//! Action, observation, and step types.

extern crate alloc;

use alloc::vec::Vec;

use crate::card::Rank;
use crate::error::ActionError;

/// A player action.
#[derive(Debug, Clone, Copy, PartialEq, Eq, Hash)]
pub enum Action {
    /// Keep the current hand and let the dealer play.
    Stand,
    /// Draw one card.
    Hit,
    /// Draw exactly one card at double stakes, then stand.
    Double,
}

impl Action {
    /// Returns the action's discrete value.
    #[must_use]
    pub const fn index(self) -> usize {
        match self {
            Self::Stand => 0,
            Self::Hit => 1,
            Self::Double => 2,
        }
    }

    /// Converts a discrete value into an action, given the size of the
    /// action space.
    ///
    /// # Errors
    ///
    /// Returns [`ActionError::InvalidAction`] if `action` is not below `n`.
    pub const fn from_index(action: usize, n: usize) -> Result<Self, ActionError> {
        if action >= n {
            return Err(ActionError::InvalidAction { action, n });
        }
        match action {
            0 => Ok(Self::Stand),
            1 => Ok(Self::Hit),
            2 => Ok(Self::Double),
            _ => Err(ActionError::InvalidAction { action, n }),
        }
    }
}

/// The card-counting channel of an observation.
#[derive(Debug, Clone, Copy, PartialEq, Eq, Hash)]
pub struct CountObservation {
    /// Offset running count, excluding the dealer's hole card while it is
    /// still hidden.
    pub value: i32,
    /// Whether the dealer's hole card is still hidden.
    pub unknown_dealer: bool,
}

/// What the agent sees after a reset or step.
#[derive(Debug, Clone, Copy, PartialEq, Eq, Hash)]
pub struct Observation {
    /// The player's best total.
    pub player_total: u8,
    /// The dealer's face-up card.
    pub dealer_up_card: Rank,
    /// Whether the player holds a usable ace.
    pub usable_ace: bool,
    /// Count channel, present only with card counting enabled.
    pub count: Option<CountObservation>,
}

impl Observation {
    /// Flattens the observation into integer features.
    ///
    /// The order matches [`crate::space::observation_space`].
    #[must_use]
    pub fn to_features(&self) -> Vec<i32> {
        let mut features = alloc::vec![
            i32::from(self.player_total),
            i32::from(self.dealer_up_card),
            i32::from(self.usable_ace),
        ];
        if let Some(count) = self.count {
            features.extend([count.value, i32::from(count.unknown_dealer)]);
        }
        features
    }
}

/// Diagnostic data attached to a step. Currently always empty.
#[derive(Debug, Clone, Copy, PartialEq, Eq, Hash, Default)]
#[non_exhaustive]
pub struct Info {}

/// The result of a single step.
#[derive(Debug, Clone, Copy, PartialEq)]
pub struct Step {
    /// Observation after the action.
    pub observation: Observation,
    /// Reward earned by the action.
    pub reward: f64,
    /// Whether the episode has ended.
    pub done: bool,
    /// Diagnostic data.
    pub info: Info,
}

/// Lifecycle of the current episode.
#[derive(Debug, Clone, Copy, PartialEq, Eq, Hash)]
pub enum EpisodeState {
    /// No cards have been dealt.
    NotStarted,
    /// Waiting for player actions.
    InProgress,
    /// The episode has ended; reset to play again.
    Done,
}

━━━━━━━━━━━━━━━━

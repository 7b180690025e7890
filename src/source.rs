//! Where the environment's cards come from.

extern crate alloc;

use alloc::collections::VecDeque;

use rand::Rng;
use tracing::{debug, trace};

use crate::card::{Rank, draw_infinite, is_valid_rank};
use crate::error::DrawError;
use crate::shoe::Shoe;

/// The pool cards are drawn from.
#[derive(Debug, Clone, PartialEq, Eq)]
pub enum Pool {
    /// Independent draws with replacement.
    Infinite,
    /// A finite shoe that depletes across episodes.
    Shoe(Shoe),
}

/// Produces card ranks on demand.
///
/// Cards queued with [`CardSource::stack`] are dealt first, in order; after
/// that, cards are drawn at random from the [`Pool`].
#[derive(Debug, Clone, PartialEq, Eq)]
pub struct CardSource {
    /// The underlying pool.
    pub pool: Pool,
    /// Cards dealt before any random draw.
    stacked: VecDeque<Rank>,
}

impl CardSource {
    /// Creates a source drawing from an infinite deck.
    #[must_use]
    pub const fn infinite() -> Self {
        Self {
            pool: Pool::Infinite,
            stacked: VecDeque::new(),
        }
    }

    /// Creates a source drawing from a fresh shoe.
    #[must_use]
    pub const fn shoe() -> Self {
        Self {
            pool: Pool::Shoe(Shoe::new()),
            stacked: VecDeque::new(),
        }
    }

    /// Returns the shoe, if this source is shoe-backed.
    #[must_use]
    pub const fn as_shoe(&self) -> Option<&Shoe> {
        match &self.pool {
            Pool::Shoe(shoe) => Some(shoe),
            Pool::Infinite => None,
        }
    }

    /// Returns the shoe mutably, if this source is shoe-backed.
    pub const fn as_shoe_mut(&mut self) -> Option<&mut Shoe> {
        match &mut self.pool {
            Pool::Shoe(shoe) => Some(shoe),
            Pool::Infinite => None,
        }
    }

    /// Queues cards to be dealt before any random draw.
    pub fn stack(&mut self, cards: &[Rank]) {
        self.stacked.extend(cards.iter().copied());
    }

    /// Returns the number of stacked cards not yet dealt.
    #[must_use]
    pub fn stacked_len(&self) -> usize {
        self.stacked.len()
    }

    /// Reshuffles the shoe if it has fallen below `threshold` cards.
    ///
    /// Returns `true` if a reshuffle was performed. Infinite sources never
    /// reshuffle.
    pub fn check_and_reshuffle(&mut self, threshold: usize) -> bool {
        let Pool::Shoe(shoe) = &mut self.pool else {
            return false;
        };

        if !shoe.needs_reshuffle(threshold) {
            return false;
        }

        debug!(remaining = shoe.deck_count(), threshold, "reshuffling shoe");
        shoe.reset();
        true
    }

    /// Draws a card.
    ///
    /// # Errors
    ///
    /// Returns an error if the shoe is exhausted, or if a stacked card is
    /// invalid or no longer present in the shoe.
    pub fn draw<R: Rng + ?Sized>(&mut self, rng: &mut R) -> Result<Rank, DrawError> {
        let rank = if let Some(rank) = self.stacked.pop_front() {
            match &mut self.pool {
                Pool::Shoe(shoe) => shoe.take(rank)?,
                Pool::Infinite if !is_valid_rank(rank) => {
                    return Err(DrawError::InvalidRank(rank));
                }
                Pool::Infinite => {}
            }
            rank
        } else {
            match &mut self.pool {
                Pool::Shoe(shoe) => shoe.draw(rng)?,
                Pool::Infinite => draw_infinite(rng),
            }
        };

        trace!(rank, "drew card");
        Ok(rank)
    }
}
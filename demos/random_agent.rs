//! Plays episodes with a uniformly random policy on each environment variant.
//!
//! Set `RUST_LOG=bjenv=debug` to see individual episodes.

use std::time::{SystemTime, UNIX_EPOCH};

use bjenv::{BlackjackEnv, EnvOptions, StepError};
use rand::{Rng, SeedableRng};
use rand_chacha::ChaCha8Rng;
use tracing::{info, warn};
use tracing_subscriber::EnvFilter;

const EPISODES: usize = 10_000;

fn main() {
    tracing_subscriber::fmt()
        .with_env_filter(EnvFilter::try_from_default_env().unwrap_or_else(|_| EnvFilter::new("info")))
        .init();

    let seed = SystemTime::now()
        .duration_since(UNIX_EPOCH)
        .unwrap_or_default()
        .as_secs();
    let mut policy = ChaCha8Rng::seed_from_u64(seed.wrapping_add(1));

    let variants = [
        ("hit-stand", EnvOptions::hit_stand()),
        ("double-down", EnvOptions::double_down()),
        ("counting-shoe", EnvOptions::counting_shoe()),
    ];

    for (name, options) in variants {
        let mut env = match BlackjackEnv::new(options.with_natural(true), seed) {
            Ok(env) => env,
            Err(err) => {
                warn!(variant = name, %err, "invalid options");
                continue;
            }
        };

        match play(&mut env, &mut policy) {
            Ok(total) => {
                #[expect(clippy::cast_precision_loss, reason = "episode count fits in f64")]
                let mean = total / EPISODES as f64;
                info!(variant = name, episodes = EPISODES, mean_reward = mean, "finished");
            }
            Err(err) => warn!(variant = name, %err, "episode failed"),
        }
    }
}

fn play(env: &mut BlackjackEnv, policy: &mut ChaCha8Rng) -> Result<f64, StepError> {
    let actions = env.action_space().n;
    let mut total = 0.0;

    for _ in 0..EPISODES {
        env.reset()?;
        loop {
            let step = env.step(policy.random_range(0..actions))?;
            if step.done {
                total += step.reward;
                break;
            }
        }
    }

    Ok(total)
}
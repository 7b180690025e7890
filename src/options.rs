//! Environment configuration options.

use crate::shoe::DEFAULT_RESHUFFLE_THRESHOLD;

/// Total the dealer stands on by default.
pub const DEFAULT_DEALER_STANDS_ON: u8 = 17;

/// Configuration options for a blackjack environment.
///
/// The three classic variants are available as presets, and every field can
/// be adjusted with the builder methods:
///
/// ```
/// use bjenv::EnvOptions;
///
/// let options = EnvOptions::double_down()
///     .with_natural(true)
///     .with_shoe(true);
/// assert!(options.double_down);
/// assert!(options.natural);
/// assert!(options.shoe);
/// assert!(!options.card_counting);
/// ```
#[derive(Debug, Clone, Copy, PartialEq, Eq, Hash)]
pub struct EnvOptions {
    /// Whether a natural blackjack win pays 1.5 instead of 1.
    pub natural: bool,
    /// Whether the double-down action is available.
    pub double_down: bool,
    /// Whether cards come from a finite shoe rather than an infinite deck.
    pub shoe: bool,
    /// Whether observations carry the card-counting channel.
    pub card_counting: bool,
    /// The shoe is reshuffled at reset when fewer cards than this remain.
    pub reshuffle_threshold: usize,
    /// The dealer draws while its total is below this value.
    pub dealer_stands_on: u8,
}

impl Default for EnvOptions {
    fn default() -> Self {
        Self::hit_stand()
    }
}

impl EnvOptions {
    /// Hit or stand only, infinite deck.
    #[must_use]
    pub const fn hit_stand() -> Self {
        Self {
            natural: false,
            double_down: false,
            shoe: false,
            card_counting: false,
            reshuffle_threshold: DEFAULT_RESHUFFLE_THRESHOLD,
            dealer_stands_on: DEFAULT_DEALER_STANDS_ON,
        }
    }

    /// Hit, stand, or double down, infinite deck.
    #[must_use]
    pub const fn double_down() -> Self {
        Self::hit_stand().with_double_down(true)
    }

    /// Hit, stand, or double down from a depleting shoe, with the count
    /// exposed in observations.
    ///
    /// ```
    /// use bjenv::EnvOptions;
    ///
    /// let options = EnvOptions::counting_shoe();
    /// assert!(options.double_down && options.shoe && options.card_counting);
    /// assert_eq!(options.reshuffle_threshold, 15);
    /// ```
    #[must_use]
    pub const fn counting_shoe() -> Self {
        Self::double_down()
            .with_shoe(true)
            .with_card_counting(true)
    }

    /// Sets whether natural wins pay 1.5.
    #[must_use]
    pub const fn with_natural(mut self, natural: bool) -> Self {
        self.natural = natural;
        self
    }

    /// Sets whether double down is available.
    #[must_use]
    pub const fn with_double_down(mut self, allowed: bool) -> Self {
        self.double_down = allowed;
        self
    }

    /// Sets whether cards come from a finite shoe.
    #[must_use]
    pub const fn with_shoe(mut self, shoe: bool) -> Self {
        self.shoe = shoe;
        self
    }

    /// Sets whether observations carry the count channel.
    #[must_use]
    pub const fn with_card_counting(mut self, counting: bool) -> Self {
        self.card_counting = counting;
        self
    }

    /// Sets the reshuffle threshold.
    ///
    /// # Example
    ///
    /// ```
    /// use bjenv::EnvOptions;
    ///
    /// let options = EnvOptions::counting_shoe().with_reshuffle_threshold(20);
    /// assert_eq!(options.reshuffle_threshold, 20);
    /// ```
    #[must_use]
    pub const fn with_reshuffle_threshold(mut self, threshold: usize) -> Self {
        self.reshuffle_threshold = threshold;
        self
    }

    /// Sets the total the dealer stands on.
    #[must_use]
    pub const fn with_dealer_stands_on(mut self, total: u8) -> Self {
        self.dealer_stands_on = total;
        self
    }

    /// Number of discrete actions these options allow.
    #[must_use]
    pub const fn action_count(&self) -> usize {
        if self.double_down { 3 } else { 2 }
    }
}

━━━━━━━━━━━━━━━━

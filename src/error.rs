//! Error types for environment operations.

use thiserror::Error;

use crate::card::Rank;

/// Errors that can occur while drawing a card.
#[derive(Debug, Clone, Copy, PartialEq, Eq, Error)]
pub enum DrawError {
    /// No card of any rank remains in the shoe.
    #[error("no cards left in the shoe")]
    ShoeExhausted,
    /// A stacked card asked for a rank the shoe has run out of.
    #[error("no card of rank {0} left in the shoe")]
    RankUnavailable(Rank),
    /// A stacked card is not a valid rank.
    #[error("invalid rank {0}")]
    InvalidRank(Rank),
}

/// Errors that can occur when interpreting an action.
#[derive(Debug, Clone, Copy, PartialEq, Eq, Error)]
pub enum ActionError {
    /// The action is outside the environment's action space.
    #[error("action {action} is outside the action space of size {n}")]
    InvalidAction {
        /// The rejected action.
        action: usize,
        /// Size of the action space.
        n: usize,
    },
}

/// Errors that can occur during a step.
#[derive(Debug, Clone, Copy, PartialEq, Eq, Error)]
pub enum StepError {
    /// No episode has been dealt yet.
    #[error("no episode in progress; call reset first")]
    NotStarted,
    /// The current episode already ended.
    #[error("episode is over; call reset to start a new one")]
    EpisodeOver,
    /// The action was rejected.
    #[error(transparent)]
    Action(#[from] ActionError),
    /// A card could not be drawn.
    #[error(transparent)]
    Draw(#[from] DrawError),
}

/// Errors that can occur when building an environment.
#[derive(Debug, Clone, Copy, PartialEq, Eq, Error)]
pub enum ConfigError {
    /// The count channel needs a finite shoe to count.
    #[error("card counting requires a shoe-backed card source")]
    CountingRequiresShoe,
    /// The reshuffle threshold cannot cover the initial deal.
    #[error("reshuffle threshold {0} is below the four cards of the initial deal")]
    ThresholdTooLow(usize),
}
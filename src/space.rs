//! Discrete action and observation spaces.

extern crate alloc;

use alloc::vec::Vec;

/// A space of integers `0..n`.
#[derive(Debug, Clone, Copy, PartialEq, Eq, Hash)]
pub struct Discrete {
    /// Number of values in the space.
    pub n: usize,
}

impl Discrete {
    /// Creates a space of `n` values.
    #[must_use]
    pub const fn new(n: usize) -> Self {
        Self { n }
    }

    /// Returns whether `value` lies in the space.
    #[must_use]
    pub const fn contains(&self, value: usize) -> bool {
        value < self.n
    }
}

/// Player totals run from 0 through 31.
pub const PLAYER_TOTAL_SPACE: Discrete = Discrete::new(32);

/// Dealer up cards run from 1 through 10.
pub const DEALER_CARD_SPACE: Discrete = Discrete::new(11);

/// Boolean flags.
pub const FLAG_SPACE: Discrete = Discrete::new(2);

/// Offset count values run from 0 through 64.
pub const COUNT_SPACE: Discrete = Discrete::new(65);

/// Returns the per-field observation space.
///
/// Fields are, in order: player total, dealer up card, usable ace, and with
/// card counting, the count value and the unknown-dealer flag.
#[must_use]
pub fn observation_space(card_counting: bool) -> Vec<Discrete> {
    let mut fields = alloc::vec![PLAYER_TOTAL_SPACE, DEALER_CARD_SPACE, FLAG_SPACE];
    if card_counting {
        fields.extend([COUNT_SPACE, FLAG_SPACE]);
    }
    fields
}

━━━━━━━━━━━━━━━━

Task requirements - Copy out the lines above exactly, beginning at the one that contains "the action space." and ending at the one that contains "0 through 31.".

The completed task -
        /// Size of the action space.
        n: usize,
    },
}

/// Errors that can occur during a step.
#[derive(Debug, Clone, Copy, PartialEq, Eq, Error)]
pub enum StepError {
    /// No episode has been dealt yet.
    #[error("no episode in progress; call reset first")]
    NotStarted,
    /// The current episode already ended.
    #[error("episode is over; call reset to start a new one")]
    EpisodeOver,
    /// The action was rejected.
    #[error(transparent)]
    Action(#[from] ActionError),
    /// A card could not be drawn.
    #[error(transparent)]
    Draw(#[from] DrawError),
}

/// Errors that can occur when building an environment.
#[derive(Debug, Clone, Copy, PartialEq, Eq, Error)]
pub enum ConfigError {
    /// The count channel needs a finite shoe to count.
    #[error("card counting requires a shoe-backed card source")]
    CountingRequiresShoe,
    /// The reshuffle threshold cannot cover the initial deal.
    #[error("reshuffle threshold {0} is below the four cards of the initial deal")]
    ThresholdTooLow(usize),
}
filename src/space.rs
//! Discrete action and observation spaces.

extern crate alloc;

use alloc::vec::Vec;

/// A space of integers `0..n`.
#[derive(Debug, Clone, Copy, PartialEq, Eq, Hash)]
pub struct Discrete {
    /// Number of values in the space.
    pub n: usize,
}

impl Discrete {
    /// Creates a space of `n` values.
    #[must_use]
    pub const fn new(n: usize) -> Self {
        Self { n }
    }

    /// Returns whether `value` lies in the space.
    #[must_use]
    pub const fn contains(&self, value: usize) -> bool {
        value < self.n
    }
}

/// Player totals run from 0 through 31.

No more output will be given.